I prefer specific repositories myself, after having worked very hard to build a generic repository framework. No matter what clever mechanism I tried, I always ended up at the same problem: a repository is a part of the domain being modeled, and that domain is not generic. Not every entity can be deleted, not every entity can be added, not every entity has a repository. Queries vary wildly; the repository API becomes as unique as the entity itself.

A pattern I often use is to have specific repository interfaces, but a base class for the implementations. For example, using LINQ to SQL, you could do:

public abstract class Repository<TEntity>
{
    private DataContext _dataContext;

    protected Repository(DataContext dataContext)
    {
        _dataContext = dataContext;
    }

    protected IQueryable<TEntity> Query
    {
        get { return _dataContext.GetTable<TEntity>(); }
    }

    protected void InsertOnCommit(TEntity entity)
    {
        _dataContext.GetTable<TEntity>().InsertOnCommit(entity);
    }

    protected void DeleteOnCommit(TEntity entity)
    {
        _dataContext.GetTable<TEntity>().DeleteOnCommit(entity);
    }
}

Replace DataContext with your unit-of-work of choice. An example implementation might be:

public interface IUserRepository
{
    User GetById(int id);

    IQueryable<User> GetLockedOutUsers();

    void Insert(User user);
}

public class UserRepository : Repository<User>, IUserRepository
{
    public UserRepository(DataContext dataContext) : base(dataContext)
    {}

    public User GetById(int id)
    {
        return Query.Where(user => user.Id == id).SingleOrDefault();
    }

    public IQueryable<User> GetLockedOutUsers()
    {
        return Query.Where(user => user.IsLockedOut);
    }

    public void Insert(User user)
    {
        InsertOnCommit(user);
    }
}

Notice the public API of the repository does not allow users to be deleted. Also, exposing IQueryable is a whole other can of worms - there are as many opinions as belly buttons on that topic.

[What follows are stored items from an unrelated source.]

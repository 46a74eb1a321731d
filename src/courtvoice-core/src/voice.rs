//! Voice identities and utterances.
//!
//! The three debate opponents map to fixed ElevenLabs voice IDs and the
//! avatar numbers the backend expects.

use serde::{Deserialize, Serialize};
use std::fmt;
use std::str::FromStr;

use crate::error::SpeechError;

/// Opponent avatar whose voice speaks an utterance.
#[derive(Debug, Clone, Copy, Serialize, Deserialize, PartialEq, Eq, Hash)]
pub enum VoiceIdentity {
    Berta,
    Andrew,
    Sophia,
}

impl VoiceIdentity {
    /// ElevenLabs voice ID for this avatar.
    pub fn voice_id(&self) -> &'static str {
        match self {
            VoiceIdentity::Berta => "KnTv6RLzB4khP0x7xem1",
            VoiceIdentity::Andrew => "WLOYW6YwyA4c6LBQKJ36",
            VoiceIdentity::Sophia => "l2xKdzGYYWPy0gKbjRXC",
        }
    }

    /// Numeric avatar identifier used by the synthesis backend.
    pub fn avatar_number(&self) -> u8 {
        match self {
            VoiceIdentity::Berta => 1,
            VoiceIdentity::Andrew => 2,
            VoiceIdentity::Sophia => 3,
        }
    }

    pub fn display_name(&self) -> &str {
        match self {
            VoiceIdentity::Berta => "Berta",
            VoiceIdentity::Andrew => "Andrew",
            VoiceIdentity::Sophia => "Sophia",
        }
    }
}

impl fmt::Display for VoiceIdentity {
    fn fmt(&self, f: &mut fmt::Formatter<'_>) -> fmt::Result {
        f.write_str(self.display_name())
    }
}

impl FromStr for VoiceIdentity {
    type Err = SpeechError;

    fn from_str(s: &str) -> Result<Self, Self::Err> {
        match s.trim().to_lowercase().as_str() {
            "berta" => Ok(VoiceIdentity::Berta),
            "andrew" => Ok(VoiceIdentity::Andrew),
            "sophia" => Ok(VoiceIdentity::Sophia),
            other => Err(SpeechError::UnknownVoice(other.to_string())),
        }
    }
}

/// Text plus the voice that should speak it. Immutable once playback starts.
#[derive(Debug, Clone)]
pub struct Utterance {
    text: String,
    voice: VoiceIdentity,
}

impl Utterance {
    /// Create an utterance, rejecting empty or whitespace-only text up front
    /// so no zero-word schedule can reach the engine.
    pub fn new(text: impl Into<String>, voice: VoiceIdentity) -> Result<Self, SpeechError> {
        let text = text.into();
        if text.trim().is_empty() {
            return Err(SpeechError::EmptyUtterance);
        }
        Ok(Self { text, voice })
    }

    pub fn text(&self) -> &str {
        &self.text
    }

    pub fn voice(&self) -> VoiceIdentity {
        self.voice
    }

    /// Whitespace-separated tokens used for highlight addressing.
    pub fn words(&self) -> Vec<&str> {
        self.text.split_whitespace().collect()
    }

    pub fn word_count(&self) -> usize {
        self.text.split_whitespace().count()
    }
}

I actually disagree slightly with Bryan's post. I think he's right, that ultimately everything is very unique and so on. But at the same time, most of that comes out as you design, and I find that getting a generic repository up and using it while developing my model, I can get an app up very quickly, then refactor to greater specificity as I find the need to do so.

So, in cases like that, I have often created a generic IRepository that has the full CRUD stack, and that lets me get quickly to playing with the API and letting folks play w/ the UI and do integration & user acceptance testing in parallel. Then, as I find I need specific queries on the repo, etc, I start replacing that dependency w/ the specific one if needed and going from there. One underlying impl. is easy to create and use (and possibly hook to an in-memory db or static objects or mocked objects or whatever).

That said, what I have started doing lately is breaking up the behavior. So, if you do interfaces for IDataFetcher, IDataUpdater, IDataInserter, and IDataDeleter (for example) you can mix-and-match to define your requirements through the interface and then have implementations that take care of some or all of them, and I can still inject the does-it-all implementation to use while I'm building the app out.

paul


I prefer specific repositories which derives from generic repository (or list of generic repositories to specify exact behavior) with overridable method signatures.


Have a generic repository that is wrapped by a specific repository. That way you can control the public interface but still have the advantage of code-reuse that comes from have a generic repository.


public class UserRepository : Repository, IUserRepository

Shouldn't you inject IUserRepository to avoid exposing the interface. As people have said, you may not need the full CRUD stack etc.